The registry setting that you found basically changes the behavior of the system default exception filter.

-tj


On 5/18/2011 10:53 AM, Derrick Karimi wrote:
Thanks for your input. I still need a check like you are talking about with cpu usage and kill-time. In particular I want to guard against programmer infinite loop bugs, or if they popped up a message box on purpose. They know they aren't supposed to pop up an error message explicitly in a job, actually they are supposed to call our wrapped versions of all API calls, which if resulting in a GUI will go through a switch that just logs in condor mode.

My problem was an unexpected crash that made windows produce an invalid memory access error message, and for some reason the programtic method of using windows API SetErrorMode was missing this one, for windows XP. The registry key I listed fixed that, but it is a tough option to decide to tell the customer to edit their registry, or additional dev/test/doc time to develop a configuration tool for them. If there is a way to keep that dialog from appearing all from in the code on XP I would love to know about it.

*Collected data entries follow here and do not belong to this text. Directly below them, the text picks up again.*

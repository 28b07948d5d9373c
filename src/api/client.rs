use std::time::Duration;

use reqwest::{
    Client,
    Method,
    Url,
};
use serde::{
    de::DeserializeOwned,
    Serialize,
};
use tracing::{
    debug,
    info,
};

use crate::core::{
    http::{
        ensure_success,
        http_client,
        parse_base_url,
    },
    WordFields,
    WordPatch,
    WordRecord,
    WordbookError,
    WordsEnvelope,
};

pub const DEFAULT_BASE_URL: &str = "http://localhost:5000/words";

/// Thin request/response mapping over the remote word collection.
///
/// No retries, caching or deduplication happen here; each call is one HTTP exchange.
#[derive(Debug, Clone)]
pub struct WordClient {
    http: Client,
    base_url: Url,
}

impl WordClient {
    pub fn new(base_url: &str, timeout: Option<Duration>) -> Result<Self, WordbookError> {
        Ok(Self { http: http_client(timeout)?, base_url: parse_base_url(base_url)? })
    }

    pub fn base_url(&self) -> &Url {
        &self.base_url
    }

    pub async fn fetch_all(&self) -> Result<Vec<WordRecord>, WordbookError> {
        let envelope: WordsEnvelope =
            self.send(Method::GET, self.base_url.clone(), None::<&()>).await?;
        info!(count = envelope.words.len(), "fetched words");
        Ok(envelope.words)
    }

    pub async fn create(&self, fields: &WordFields) -> Result<WordRecord, WordbookError> {
        let record: WordRecord = self.send(Method::POST, self.base_url.clone(), Some(fields)).await?;
        info!(id = %record.id, "created word");
        Ok(record)
    }

    pub async fn update(&self, id: &str, patch: &WordPatch) -> Result<WordRecord, WordbookError> {
        let record: WordRecord = self.send(Method::PUT, self.item_url(id)?, Some(patch)).await?;
        info!(id = %record.id, "updated word");
        Ok(record)
    }

    /// Resolves with the id that was deleted so callers can drop it locally.
    pub async fn delete(&self, id: &str) -> Result<String, WordbookError> {
        let url = self.item_url(id)?;
        debug!(%url, "DELETE");
        ensure_success(self.http.delete(url).send().await?).await?;
        info!(id, "deleted word");
        Ok(id.to_string())
    }

    fn item_url(&self, id: &str) -> Result<Url, WordbookError> {
        let mut url = self.base_url.clone();
        url.path_segments_mut()
            .map_err(|_| WordbookError::InvalidBaseUrl(self.base_url.to_string()))?
            .pop_if_empty()
            .push(id);
        Ok(url)
    }

    async fn send<B, T>(&self, method: Method, url: Url, body: Option<&B>) -> Result<T, WordbookError>
    where
        B: Serialize + ?Sized,
        T: DeserializeOwned,
    {
        debug!(%method, %url, "request");

        let mut request = self.http.request(method, url);
        if let Some(body) = body {
            request = request.json(body);
        }

        let response = ensure_success(request.send().await?).await?;
        let bytes = response.bytes().await?;
        Ok(serde_json::from_slice(&bytes)?)
    }
}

As for implementing your idea of auto killing a long running job that was not using much CPU...do you implement this in condor with a periodic remove? Or do you implement this in your a thread of the Condor job via it's python wrapper?


--Derrick

On Wed, May 18, 2011 at 9:30 AM, Michael O'Donnell <odonnellm@xxxxxxxx <mailto:odonnellm@xxxxxxxx>> wrote:

    Derrick, I have run into similar problems and generally this is
    handled in
the application. One thought is to check if the developers can add a
    switch that causes the program to exit with a STDOUT error code
    versus a
popup message. I was working on a numerical hydrologic model that was
    written by someone else in Fortran and they essentially had a
    popop that
    required the user to click ok when the program completed
    successfully (as
    if you would not know the program completed its analysis
    successfully).
    Anyhow, I was able to change the underlining code so popups did
    not occur.
    I would imagine this could be done in your case.

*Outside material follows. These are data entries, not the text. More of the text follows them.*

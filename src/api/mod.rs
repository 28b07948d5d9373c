pub mod client;

pub use client::{
    WordClient,
    DEFAULT_BASE_URL,
};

Most of my applications that I run are wrapped inside a python script,
    which allows me a better programming language then using something
    like
DOS batch files. VBS or something else could also be used. I had also looked into sendkeys, but I had a difficult time getting this to work
    because there was something different about the window station
    environment
(a popup occurs, but it does not actually exist) and although sendkeys
    worked running the application locally, it would not work when
    executed
    via condor.

    A couple other ideas are to evaluate the CPU for the exe task. If
    it falls
    below a threshold and remains there for a certain duration then
    kill it.
    You can also set a maximum runtime for a condor job and if this is
    exceeded then kill it. Although these methods work, in my opinion
    the best
    method is to add a switch or something that allows errors messages
    to be
    sent to STDOUT versus a popup. There may be a better way, but this
    is what
    I did in the past.


    mike





    From:
    Derrick Karimi <derrick.karimi@xxxxxxxxx
<mailto:derrick.karimi@xxxxxxxxx>>
    To:
    Condor-Users Mail List <condor-users@xxxxxxxxxxx
<mailto:condor-users@xxxxxxxxxxx>>
    Date:
    05/18/2011 07:13 AM
    Subject:
[Condor-users] Suppress Windows error dialogs popping up for crashing
    Condor jobs
    Sent by:
    condor-users-bounces@xxxxxxxxxxx
<mailto:condor-users-bounces@xxxxxxxxxxx>



    Hi,

    I am working on fault tolerance on our system.  When our job's
    run sometimes they crash.  I told the developers to fix the code
    but they
    told me to rerun the job because they can't reproduce the
    problem...I will
    work on their attitude later.

    My problem was windows popping up various error reporting and crash
dialogs. When the dialog pops up the process won't exit till the user
    clicks OK, and eventually condor will restart the job.  The first
    process
    is still holding resources and the second process keeps failing.
     After
    mucking with 4 different places in the registry and UI on xp,
    vista and 7
(as wall as every place in the UI I could control error reporting, and disabling the error reporting service), I was still seeing popups. I
    started using the windows SetErrorMode function, which in practice
    only
    worked for me on Windows 7 and Vista.  I was still seeing a popup
Application Error, memory could not be "read" on a simple null value
    dereference

    Finally I came across the article
    http://support.microsoft.com/kb/128642


    which tells you to set in the registry:
HKEY_LOCAL_MACHINE\SYSTEM\CurrentControlSet\Control\Windows\ErrorMode
    = 2

    This seems to suppress the failure dialog on the XP systems.
    As a Note: I am still not sure if you need to also disable the Dr.
    Watson
debugger...but I have done that on the way to finding this solution.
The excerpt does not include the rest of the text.